Syrian asylum seeker exploded a suicide bomb in Ansbach, Germany

News Hour:

A failed Syrian asylum seeker has blown himself up and injured 12 other people with a backpack bomb near a festival in the south German town of Ansbach, reports BBC.

The 27-year-old man, who faced deportation to Bulgaria, detonated the device after being refused entry to the music festival, Bavarian officials say.

About 2,500 people were evacuated from the venue after the explosion. Bavaria has been on edge since a knife rampage on a train claimed by so-called Islamic State (IS) last Monday.

An ambulance at the scene of a bomb attack in Ansbach, Germany

An ambulance at the scene of a bomb attack in Ansbach, Germany

The Ansbach blast is reported to have happened at about 22:10 (20:10 GMT) outside the Eugens Weinstube bar in the centre of the town, which has a population of 40,000 and is home to a US military base. The bomb went off close to the entrance to the Ansbach Open music festival.

A witness, Thomas Debinski, reported “panic” after the explosion, although some people had thought it was caused by a gas explosion.

“Then people came past and said it was a rucksack that had exploded,” he told Sky News.

ATTACKER HAD SOUGHT ASYLYUM

CNN reports that, authorities said the bomber, who has not been named, entered Germany two years ago. He had applied for asylum in the country, but his application was rejected. However, he remained in the country, as it is German policy to not allow rejected applicants to return to war zones.

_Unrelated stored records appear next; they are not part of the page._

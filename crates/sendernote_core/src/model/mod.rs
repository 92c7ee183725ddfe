//! Data model shared by the adapter, repository and request contract.
//!
//! # Responsibility
//! - Define the canonical Note, Template and Settings shapes.
//! - Keep one serialized shape (camelCase fields) for every caller.
//!
//! # Invariants
//! - Persisted note patterns are lowercase.
//! - Templates have one shape; synthesized defaults differ only by
//!   `id: None` and `is_default: true`.

pub mod note;
pub mod settings;
pub mod template;
fn load_template(conn: &Connection, id: TemplateId) -> StoreResult<Option<Template>> {
    let mut stmt = conn.prepare(&format!("{TEMPLATE_SELECT_SQL} WHERE id = ?1;"))?;
    let mut rows = stmt.query([id.to_string()])?;
    match rows.next()? {
        Some(row) => Ok(Some(parse_template_row(row)?)),
        None => Ok(None),
    }
}

fn parse_template_row(row: &Row<'_>) -> StoreResult<Template> {
    let id_text: String = row.get("id")?;
    let id = Uuid::parse_str(&id_text).map_err(|_| {
        StoreError::InvalidData(format!("invalid uuid value `{id_text}` in templates.id"))
    })?;

    Ok(Template {
        id: Some(id),
        text: row.get("text")?,
        order: row.get("sort_order")?,
        created_at: Some(row.get("created_at")?),
        updated_at: Some(row.get("updated_at")?),
        is_default: false,
    })
}
//! Rolling file logging for the core.
//!
//! # Responsibility
//! - Start one `flexi_logger` file backend per process.
//! - Log panics with a sanitized, length-capped payload.
//!
//! # Invariants
//! - Re-initializing with the same level and directory is a no-op.
//! - Re-initializing with a different level or directory is rejected.
//! - Core log lines carry metadata only (`event=... module=... status=...`),
//!   never note text or sender addresses.

use flexi_logger::{
    Cleanup, Criterion, FileSpec, FlexiLoggerError, Logger, LoggerHandle, Naming, WriteMode,
};
use log::{error, info};
use once_cell::sync::OnceCell;
use std::error::Error;
use std::fmt::{Display, Formatter};
use std::path::{Path, PathBuf};

const LOG_FILE_BASENAME: &str = "sendernote";
const MAX_LOG_FILE_SIZE_BYTES: u64 = 5 * 1024 * 1024;
const MAX_LOG_FILES: usize = 3;
const MAX_PANIC_PAYLOAD_CHARS: usize = 160;

static LOGGING_STATE: OnceCell<LoggingState> = OnceCell::new();
static PANIC_HOOK_INSTALLED: OnceCell<()> = OnceCell::new();

struct LoggingState {
    level: LogLevel,
    log_dir: PathBuf,
    _handle: LoggerHandle,
}

/// Supported log verbosity.
#[derive(Debug, Clone, Copy, PartialEq, Eq)]
pub enum LogLevel {
    Trace,
    Debug,
    Info,
    Warn,
    Error,
}

impl LogLevel {
    /// Parses a case-insensitive level name; `warning` is accepted for `warn`.
    pub fn parse(value: &str) -> Option<Self> {
        match value.trim().to_ascii_lowercase().as_str() {
            "trace" => Some(Self::Trace),
            "debug" => Some(Self::Debug),
            "info" => Some(Self::Info),
            "warn" | "warning" => Some(Self::Warn),
            "error" => Some(Self::Error),
            _ => None,
        }
    }

    pub fn as_str(self) -> &'static str {
        match self {
            Self::Trace => "trace",
            Self::Debug => "debug",
            Self::Info => "info",
            Self::Warn => "warn",
            Self::Error => "error",
        }
    }

    /// `debug` for debug builds, `info` for release builds.
    pub fn build_default() -> Self {
        if cfg!(debug_assertions) {
            Self::Debug
        } else {
            Self::Info
        }
    }
}

#[derive(Debug)]
pub enum LoggingError {
    UnsupportedLevel(String),
    InvalidDirectory(String),
    CreateDirectory {
        path: PathBuf,
        source: std::io::Error,
    },
    Backend(FlexiLoggerError),
    AlreadyInitialized {
        active_level: LogLevel,
        active_dir: PathBuf,
    },
}

impl Display for LoggingError {
    fn fmt(&self, f: &mut Formatter<'_>) -> std::fmt::Result {
        match self {
            Self::UnsupportedLevel(value) => write!(
                f,
                "unsupported log level `{value}`; expected trace|debug|info|warn|error"
            ),
            Self::InvalidDirectory(message) => write!(f, "invalid log directory: {message}"),
            Self::CreateDirectory { path, source } => write!(
                f,
                "failed to create log directory `{}`: {source}",
                path.display()
            ),
            Self::Backend(err) => write!(f, "failed to start logger: {err}"),
            Self::AlreadyInitialized {
                active_level,
                active_dir,
            } => write!(
                f,
                "logging already initialized at `{}` with level `{}`",
                active_dir.display(),
                active_level.as_str()
            ),
        }
    }
}

impl Error for LoggingError {
    fn source(&self) -> Option<&(dyn Error + 'static)> {
        match self {
            Self::CreateDirectory { source, .. } => Some(source),
            Self::Backend(err) => Some(err),
            _ => None,
        }
    }
}

/// Starts file logging in `log_dir` (absolute) at `level`.
///
/// # Errors
/// - Unknown level, empty or relative directory.
/// - Directory creation or backend start failure.
/// - A previous call used a different level or directory.
pub fn init_logging(level: &str, log_dir: &str) -> Result<(), LoggingError> {
    let level =
        LogLevel::parse(level).ok_or_else(|| LoggingError::UnsupportedLevel(level.to_string()))?;
    let log_dir = normalize_log_dir(log_dir)?;

    let state = LOGGING_STATE.get_or_try_init(|| start_backend(level, &log_dir))?;
    if state.level != level || state.log_dir != log_dir {
        return Err(LoggingError::AlreadyInitialized {
            active_level: state.level,
            active_dir: state.log_dir.clone(),
        });
    }
    Ok(())
}

/// Active `(level, log_dir)`, or `None` before initialization.
pub fn logging_status() -> Option<(LogLevel, PathBuf)> {
    LOGGING_STATE
        .get()
        .map(|state| (state.level, state.log_dir.clone()))
}

fn start_backend(level: LogLevel, log_dir: &Path) -> Result<LoggingState, LoggingError> {
    std::fs::create_dir_all(log_dir).map_err(|source| LoggingError::CreateDirectory {
        path: log_dir.to_path_buf(),
        source,
    })?;

    let handle = Logger::try_with_str(level.as_str())
        .map_err(LoggingError::Backend)?
        .log_to_file(
            FileSpec::default()
                .directory(log_dir)
                .basename(LOG_FILE_BASENAME),
        )
        .rotate(
            Criterion::Size(MAX_LOG_FILE_SIZE_BYTES),
            Naming::Numbers,
            Cleanup::KeepLogFiles(MAX_LOG_FILES),
        )
        .write_mode(WriteMode::BufferAndFlush)
        .append()
        .format_for_files(flexi_logger::detailed_format)
        .start()
        .map_err(LoggingError::Backend)?;

    install_panic_hook_once();
    info!(
        "event=core_init module=core status=ok level={} platform={} version={}",
        level.as_str(),
        std::env::consts::OS,
        env!("CARGO_PKG_VERSION")
    );

    Ok(LoggingState {
        level,
        log_dir: log_dir.to_path_buf(),
        _handle: handle,
    })
}

fn normalize_log_dir(log_dir: &str) -> Result<PathBuf, LoggingError> {
    let trimmed = log_dir.trim();
    if trimmed.is_empty() {
        return Err(LoggingError::InvalidDirectory(
            "log_dir cannot be empty".to_string(),
        ));
    }
    let path = Path::new(trimmed);
    if !path.is_absolute() {
        return Err(LoggingError::InvalidDirectory(format!(
            "log_dir must be an absolute path, got `{trimmed}`"
        )));
    }
    Ok(path.to_path_buf())
}

fn install_panic_hook_once() {
    if PANIC_HOOK_INSTALLED.set(()).is_err() {
        return;
    }

    let previous_hook = std::panic::take_hook();
    std::panic::set_hook(Box::new(move |panic_info| {
        let location = panic_info
            .location()
            .map(|loc| format!("{}:{}", loc.file(), loc.line()))
            .unwrap_or_else(|| "unknown".to_string());
        let payload = panic_info
            .payload()
            .downcast_ref::<&str>()
            .map(|message| (*message).to_string())
            .or_else(|| panic_info.payload().downcast_ref::<String>().cloned())
            .unwrap_or_else(|| "non-string panic payload".to_string());
        error!(
            "event=panic_captured module=core status=error location={location} payload={}",
            sanitize_message(&payload, MAX_PANIC_PAYLOAD_CHARS)
        );
        previous_hook(panic_info);
    }));
}

fn sanitize_message(value: &str, max_chars: usize) -> String {
    let single_line = value.replace(['\n', '\r'], " ");
    let mut truncated: String = single_line.chars().take(max_chars).collect();
    if single_line.chars().count() > max_chars {
        truncated.push_str("...");
    }
    truncated
}

#[cfg(test)]
mod tests {
    use super::{
        init_logging, logging_status, normalize_log_dir, sanitize_message, LogLevel, LoggingError,
    };

    #[test]
    fn level_parsing_is_case_insensitive() {
        assert_eq!(LogLevel::parse(" INFO "), Some(LogLevel::Info));
        assert_eq!(LogLevel::parse("warning"), Some(LogLevel::Warn));
        assert_eq!(LogLevel::parse("verbose"), None);
    }

    #[test]
    fn relative_log_dir_is_rejected() {
        let err = normalize_log_dir("logs/dev").unwrap_err();
        assert!(matches!(err, LoggingError::InvalidDirectory(_)));
    }

    #[test]
    fn sanitize_flattens_and_truncates() {
        let sanitized = sanitize_message("line1\nline2\rline3", 8);
        assert_eq!(sanitized, "line1 li...");
    }

    #[test]
    fn init_is_idempotent_and_rejects_reconfiguration() {
        let first = tempfile::tempdir().unwrap();
        let second = tempfile::tempdir().unwrap();
        let first_dir = first.path().to_str().unwrap();
        let second_dir = second.path().to_str().unwrap();

        init_logging("info", first_dir).unwrap();
        init_logging("INFO", first_dir).unwrap();

        let err = init_logging("debug", first_dir).unwrap_err();
        assert!(matches!(err, LoggingError::AlreadyInitialized { .. }));
        let err = init_logging("info", second_dir).unwrap_err();
        assert!(matches!(err, LoggingError::AlreadyInitialized { .. }));

        let (level, dir) = logging_status().unwrap();
        assert_eq!(level, LogLevel::Info);
        assert_eq!(dir, first.path());
    }
}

The bomber was known to police in Ansbach for previous offenses, including drug crimes, Herrmann said. He had also twice attempted suicide before the bombing.

“Because how this backpack and the bomb were packed, especially with so many metal splinters, which could have killed and injured many more people, this act cannot be purely assessed as a suicide,” Herrmann said.

The attack has not been confirmed as terrorism, Hermann said, but there are strong indications it may be. Police say it is unclear whether the attacker was an Islamist.

Bavarian state police are searching the home of the attacker, which is in a hotel currently being used as a refugee shelter, according to spokesman Michael Petzold.

Ansbach, with a population of about 40,000, is a major U.S. military garrison town, with around 5,000 members of the military living there along with civilians, contractors and retirees. There are three military installations in the Ansbach area, according to the garrison’s website.

TERRIBLE WEEK IN BAVARIA

The Ansbach bombing is the third attack in the southern German state of Bavaria in recent days, a spate of violence that has rattled the country and fueled criticism of Chancellor Angela Merkel’s immigration policies.

A week ago, a 17-year-old who had arrived in Germany as an unaccompanied minor from Pakistan or Afghanistan carried out a stabbing attack on a train in Wurzburg, about 70 kilometers (45 miles) from Ansbach.

The attack, which authorities said appeared motivated by ISIS propaganda, has left four patients still in hospital, one of them in an induced coma, medical officials say.

On Friday, an 18-year-old with dual German and Iranian nationality went on a shooting spree in a busy shopping district in the Bavarian capital, Munich, killing nine people before killing himself.

Police said the gunman was a mentally troubled individual who was obsessed with mass shootings and may have planned the attack for a year, and have not found a link to terror groups.

And on Sunday, hours before the Ansbach attack, a 21-year-old Syrian asylum seeker killed a woman with a machete in Reutlingen, in the neighboring southern German state of Baden-Wurttemberg.

The attacker had come to Germany a year ago, according to a police statement, and was known to police for property thefts and assault. The woman was 45 years old and from Poland, police said.